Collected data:
......
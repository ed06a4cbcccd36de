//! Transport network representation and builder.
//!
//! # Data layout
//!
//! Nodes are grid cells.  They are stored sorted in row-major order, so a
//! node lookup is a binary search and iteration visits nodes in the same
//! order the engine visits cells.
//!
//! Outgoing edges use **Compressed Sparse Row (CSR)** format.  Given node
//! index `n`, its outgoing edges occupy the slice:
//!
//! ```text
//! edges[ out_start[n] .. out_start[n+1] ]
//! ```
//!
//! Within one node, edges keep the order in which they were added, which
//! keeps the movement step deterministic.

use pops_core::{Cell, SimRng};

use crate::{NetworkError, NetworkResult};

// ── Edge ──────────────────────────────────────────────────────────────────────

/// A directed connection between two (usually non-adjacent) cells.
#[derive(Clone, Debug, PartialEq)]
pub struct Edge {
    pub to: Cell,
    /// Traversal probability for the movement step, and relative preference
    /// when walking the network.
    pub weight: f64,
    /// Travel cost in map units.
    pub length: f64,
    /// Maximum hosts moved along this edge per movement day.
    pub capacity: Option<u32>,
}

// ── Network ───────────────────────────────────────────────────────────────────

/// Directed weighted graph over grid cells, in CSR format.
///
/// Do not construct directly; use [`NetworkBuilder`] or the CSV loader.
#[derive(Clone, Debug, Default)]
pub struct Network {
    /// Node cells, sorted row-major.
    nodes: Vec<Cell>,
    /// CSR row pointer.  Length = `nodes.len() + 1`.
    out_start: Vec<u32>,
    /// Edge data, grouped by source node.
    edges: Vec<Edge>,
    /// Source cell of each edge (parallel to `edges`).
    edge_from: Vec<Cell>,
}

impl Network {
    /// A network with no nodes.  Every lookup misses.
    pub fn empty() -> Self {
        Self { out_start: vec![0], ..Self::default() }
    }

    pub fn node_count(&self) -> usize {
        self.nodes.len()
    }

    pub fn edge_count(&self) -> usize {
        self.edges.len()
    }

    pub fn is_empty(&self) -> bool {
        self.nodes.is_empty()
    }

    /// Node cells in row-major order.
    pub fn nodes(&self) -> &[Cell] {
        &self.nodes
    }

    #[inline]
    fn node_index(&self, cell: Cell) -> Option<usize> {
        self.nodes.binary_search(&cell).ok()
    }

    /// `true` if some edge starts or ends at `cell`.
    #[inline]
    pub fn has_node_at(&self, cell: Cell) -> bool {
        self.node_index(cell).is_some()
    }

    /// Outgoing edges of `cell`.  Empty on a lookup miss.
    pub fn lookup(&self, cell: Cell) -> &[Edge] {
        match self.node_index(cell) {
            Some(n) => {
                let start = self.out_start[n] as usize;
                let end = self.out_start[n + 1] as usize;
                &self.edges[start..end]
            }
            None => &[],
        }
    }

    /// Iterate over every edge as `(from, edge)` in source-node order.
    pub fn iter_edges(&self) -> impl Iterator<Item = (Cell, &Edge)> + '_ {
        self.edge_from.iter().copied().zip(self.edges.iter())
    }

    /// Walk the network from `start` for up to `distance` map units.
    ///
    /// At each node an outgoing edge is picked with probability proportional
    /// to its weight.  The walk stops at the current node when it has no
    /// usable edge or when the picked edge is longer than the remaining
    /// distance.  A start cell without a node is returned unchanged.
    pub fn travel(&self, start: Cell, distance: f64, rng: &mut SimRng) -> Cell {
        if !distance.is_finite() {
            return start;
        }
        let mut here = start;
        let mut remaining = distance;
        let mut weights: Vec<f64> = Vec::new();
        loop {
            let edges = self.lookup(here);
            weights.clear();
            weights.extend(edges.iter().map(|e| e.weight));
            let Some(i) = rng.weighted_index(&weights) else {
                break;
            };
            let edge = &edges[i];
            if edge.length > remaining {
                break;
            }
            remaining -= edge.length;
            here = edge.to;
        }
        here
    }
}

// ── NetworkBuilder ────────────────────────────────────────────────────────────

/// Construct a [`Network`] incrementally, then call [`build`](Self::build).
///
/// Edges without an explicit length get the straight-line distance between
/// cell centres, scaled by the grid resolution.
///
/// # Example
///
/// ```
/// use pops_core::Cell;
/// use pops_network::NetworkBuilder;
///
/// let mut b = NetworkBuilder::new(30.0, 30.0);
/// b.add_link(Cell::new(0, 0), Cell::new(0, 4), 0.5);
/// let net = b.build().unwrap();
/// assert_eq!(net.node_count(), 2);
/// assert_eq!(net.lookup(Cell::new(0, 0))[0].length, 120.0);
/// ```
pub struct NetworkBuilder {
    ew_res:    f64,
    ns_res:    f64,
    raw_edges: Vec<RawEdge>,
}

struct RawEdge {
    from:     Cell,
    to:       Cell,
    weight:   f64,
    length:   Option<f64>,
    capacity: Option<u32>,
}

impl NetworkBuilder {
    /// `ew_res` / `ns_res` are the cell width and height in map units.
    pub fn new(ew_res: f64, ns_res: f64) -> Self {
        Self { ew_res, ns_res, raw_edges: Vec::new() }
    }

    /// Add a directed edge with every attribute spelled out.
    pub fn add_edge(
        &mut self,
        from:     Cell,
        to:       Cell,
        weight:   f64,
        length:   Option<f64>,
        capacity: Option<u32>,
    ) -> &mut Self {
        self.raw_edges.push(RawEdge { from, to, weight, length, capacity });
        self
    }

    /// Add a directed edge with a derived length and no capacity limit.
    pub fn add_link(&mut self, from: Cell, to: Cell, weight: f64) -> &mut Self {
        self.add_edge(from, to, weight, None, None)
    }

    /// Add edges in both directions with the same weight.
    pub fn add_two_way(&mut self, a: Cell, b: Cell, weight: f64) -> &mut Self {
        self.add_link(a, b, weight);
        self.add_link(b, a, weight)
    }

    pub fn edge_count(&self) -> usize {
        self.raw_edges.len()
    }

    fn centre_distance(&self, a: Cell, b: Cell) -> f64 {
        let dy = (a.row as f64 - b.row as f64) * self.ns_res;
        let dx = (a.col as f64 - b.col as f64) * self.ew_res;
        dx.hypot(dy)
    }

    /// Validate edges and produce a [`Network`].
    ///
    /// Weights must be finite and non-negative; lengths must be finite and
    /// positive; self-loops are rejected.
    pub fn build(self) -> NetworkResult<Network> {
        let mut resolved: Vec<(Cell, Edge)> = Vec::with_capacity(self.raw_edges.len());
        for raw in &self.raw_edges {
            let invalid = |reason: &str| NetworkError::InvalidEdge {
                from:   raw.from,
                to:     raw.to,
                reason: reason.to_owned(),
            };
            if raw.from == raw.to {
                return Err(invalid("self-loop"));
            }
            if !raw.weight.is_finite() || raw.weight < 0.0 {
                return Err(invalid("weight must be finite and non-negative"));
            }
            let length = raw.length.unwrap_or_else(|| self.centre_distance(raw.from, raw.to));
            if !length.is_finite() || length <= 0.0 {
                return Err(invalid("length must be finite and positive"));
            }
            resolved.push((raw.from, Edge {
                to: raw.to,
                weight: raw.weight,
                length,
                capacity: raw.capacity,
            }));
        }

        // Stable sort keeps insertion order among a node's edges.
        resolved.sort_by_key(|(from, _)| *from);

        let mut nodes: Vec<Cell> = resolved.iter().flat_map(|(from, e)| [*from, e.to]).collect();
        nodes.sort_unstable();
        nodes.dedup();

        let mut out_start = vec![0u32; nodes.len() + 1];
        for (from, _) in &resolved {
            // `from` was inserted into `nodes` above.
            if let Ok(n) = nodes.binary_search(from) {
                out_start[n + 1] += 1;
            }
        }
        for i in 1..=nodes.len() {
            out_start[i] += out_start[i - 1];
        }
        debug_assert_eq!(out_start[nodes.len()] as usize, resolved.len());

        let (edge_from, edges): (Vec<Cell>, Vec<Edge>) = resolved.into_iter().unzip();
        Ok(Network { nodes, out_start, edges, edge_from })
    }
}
......
**WHAT THE TASK ASKS:**
Transcribe every record above exactly as it appears.

**SOLUTION FOR THIS EXERCISE:**
repository ed06a4cbcccd36de
//! Transport network representation and builder.
//!
//! # Data layout
//!
//! Nodes are grid cells.  They are stored sorted in row-major order, so a
//! node lookup is a binary search and iteration visits nodes in the same
//! order the engine visits cells.
//!
//! Outgoing edges use **Compressed Sparse Row (CSR)** format.  Given node
//! index `n`, its outgoing edges occupy the slice:
//!
//! ```text
//! edges[ out_start[n] .. out_start[n+1] ]
//! ```
//!
//! Within one node, edges keep the order in which they were added, which
//! keeps the movement step deterministic.

use pops_core::{Cell, SimRng};

use crate::{NetworkError, NetworkResult};

// ── Edge ──────────────────────────────────────────────────────────────────────

/// A directed connection between two (usually non-adjacent) cells.
#[derive(Clone, Debug, PartialEq)]
pub struct Edge {
    pub to: Cell,
    /// Traversal probability for the movement step, and relative preference
    /// when walking the network.
    pub weight: f64,
    /// Travel cost in map units.
    pub length: f64,
    /// Maximum hosts moved along this edge per movement day.
    pub capacity: Option<u32>,
}

// ── Network ───────────────────────────────────────────────────────────────────

/// Directed weighted graph over grid cells, in CSR format.
///
/// Do not construct directly; use [`NetworkBuilder`] or the CSV loader.
#[derive(Clone, Debug, Default)]
pub struct Network {
    /// Node cells, sorted row-major.
    nodes: Vec<Cell>,
    /// CSR row pointer.  Length = `nodes.len() + 1`.
    out_start: Vec<u32>,
    /// Edge data, grouped by source node.
    edges: Vec<Edge>,
    /// Source cell of each edge (parallel to `edges`).
    edge_from: Vec<Cell>,
}

impl Network {
    /// A network with no nodes.  Every lookup misses.
    pub fn empty() -> Self {
        Self { out_start: vec![0], ..Self::default() }
    }

    pub fn node_count(&self) -> usize {
        self.nodes.len()
    }

    pub fn edge_count(&self) -> usize {
        self.edges.len()
    }

    pub fn is_empty(&self) -> bool {
        self.nodes.is_empty()
    }

    /// Node cells in row-major order.
    pub fn nodes(&self) -> &[Cell] {
        &self.nodes
    }

    #[inline]
    fn node_index(&self, cell: Cell) -> Option<usize> {
        self.nodes.binary_search(&cell).ok()
    }

    /// `true` if some edge starts or ends at `cell`.
    #[inline]
    pub fn has_node_at(&self, cell: Cell) -> bool {
        self.node_index(cell).is_some()
    }

    /// Outgoing edges of `cell`.  Empty on a lookup miss.
    pub fn lookup(&self, cell: Cell) -> &[Edge] {
        match self.node_index(cell) {
            Some(n) => {
                let start = self.out_start[n] as usize;
                let end = self.out_start[n + 1] as usize;
                &self.edges[start..end]
            }
            None => &[],
        }
    }

    /// Iterate over every edge as `(from, edge)` in source-node order.
    pub fn iter_edges(&self) -> impl Iterator<Item = (Cell, &Edge)> + '_ {
        self.edge_from.iter().copied().zip(self.edges.iter())
    }

    /// Walk the network from `start` for up to `distance` map units.
    ///
    /// At each node an outgoing edge is picked with probability proportional
    /// to its weight.  The walk stops at the current node when it has no
    /// usable edge or when the picked edge is longer than the remaining
    /// distance.  A start cell without a node is returned unchanged.
    pub fn travel(&self, start: Cell, distance: f64, rng: &mut SimRng) -> Cell {
        if !distance.is_finite() {
            return start;
        }
        let mut here = start;
        let mut remaining = distance;
        let mut weights: Vec<f64> = Vec::new();
        loop {
            let edges = self.lookup(here);
            weights.clear();
            weights.extend(edges.iter().map(|e| e.weight));
            let Some(i) = rng.weighted_index(&weights) else {
                break;
            };
            let edge = &edges[i];
            if edge.length > remaining {
                break;
            }
            remaining -= edge.length;
            here = edge.to;
        }
        here
    }
}

// ── NetworkBuilder ────────────────────────────────────────────────────────────

/// Construct a [`Network`] incrementally, then call [`build`](Self::build).
///
/// Edges without an explicit length get the straight-line distance between
/// cell centres, scaled by the grid resolution.
///
/// # Example
///
/// ```
/// use pops_core::Cell;
/// use pops_network::NetworkBuilder;
///
/// let mut b = NetworkBuilder::new(30.0, 30.0);
/// b.add_link(Cell::new(0, 0), Cell::new(0, 4), 0.5);
/// let net = b.build().unwrap();
/// assert_eq!(net.node_count(), 2);
/// assert_eq!(net.lookup(Cell::new(0, 0))[0].length, 120.0);
/// ```
pub struct NetworkBuilder {
    ew_res:    f64,
    ns_res:    f64,
    raw_edges: Vec<RawEdge>,
}

struct RawEdge {
    from:     Cell,
    to:       Cell,
    weight:   f64,
    length:   Option<f64>,
    capacity: Option<u32>,
}

impl NetworkBuilder {
    /// `ew_res` / `ns_res` are the cell width and height in map units.
    pub fn new(ew_res: f64, ns_res: f64) -> Self {
        Self { ew_res, ns_res, raw_edges: Vec::new() }
    }

    /// Add a directed edge with every attribute spelled out.
    pub fn add_edge(
        &mut self,
        from:     Cell,
        to:       Cell,
        weight:   f64,
        length:   Option<f64>,
        capacity: Option<u32>,
    ) -> &mut Self {
        self.raw_edges.push(RawEdge { from, to, weight, length, capacity });
        self
    }

    /// Add a directed edge with a derived length and no capacity limit.
    pub fn add_link(&mut self, from: Cell, to: Cell, weight: f64) -> &mut Self {
        self.add_edge(from, to, weight, None, None)
    }

    /// Add edges in both directions with the same weight.
    pub fn add_two_way(&mut self, a: Cell, b: Cell, weight: f64) -> &mut Self {
        self.add_link(a, b, weight);
        self.add_link(b, a, weight)
    }

    pub fn edge_count(&self) -> usize {
        self.raw_edges.len()
    }

    fn centre_distance(&self, a: Cell, b: Cell) -> f64 {
        let dy = (a.row as f64 - b.row as f64) * self.ns_res;
        let dx = (a.col as f64 - b.col as f64) * self.ew_res;
        dx.hypot(dy)
    }

    /// Validate edges and produce a [`Network`].
    ///
    /// Weights must be finite and non-negative; lengths must be finite and
    /// positive; self-loops are rejected.
    pub fn build(self) -> NetworkResult<Network> {
        let mut resolved: Vec<(Cell, Edge)> = Vec::with_capacity(self.raw_edges.len());
        for raw in &self.raw_edges {
            let invalid = |reason: &str| NetworkError::InvalidEdge {
                from:   raw.from,
                to:     raw.to,
                reason: reason.to_owned(),
            };
            if raw.from == raw.to {
                return Err(invalid("self-loop"));
            }
            if !raw.weight.is_finite() || raw.weight < 0.0 {
                return Err(invalid("weight must be finite and non-negative"));
            }
            let length = raw.length.unwrap_or_else(|| self.centre_distance(raw.from, raw.to));
            if !length.is_finite() || length <= 0.0 {
                return Err(invalid("length must be finite and positive"));
            }
            resolved.push((raw.from, Edge {
                to: raw.to,
                weight: raw.weight,
                length,
                capacity: raw.capacity,
            }));
        }

        // Stable sort keeps insertion order among a node's edges.
        resolved.sort_by_key(|(from, _)| *from);

        let mut nodes: Vec<Cell> = resolved.iter().flat_map(|(from, e)| [*from, e.to]).collect();
        nodes.sort_unstable();
        nodes.dedup();

        let mut out_start = vec![0u32; nodes.len() + 1];
        for (from, _) in &resolved {
            // `from` was inserted into `nodes` above.
            if let Ok(n) = nodes.binary_search(from) {
                out_start[n + 1] += 1;
            }
        }
        for i in 1..=nodes.len() {
            out_start[i] += out_start[i - 1];
        }
        debug_assert_eq!(out_start[nodes.len()] as usize, resolved.len());

        let (edge_from, edges): (Vec<Cell>, Vec<Edge>) = resolved.into_iter().unzip();
        Ok(Network { nodes, out_start, edges, edge_from })
    }
}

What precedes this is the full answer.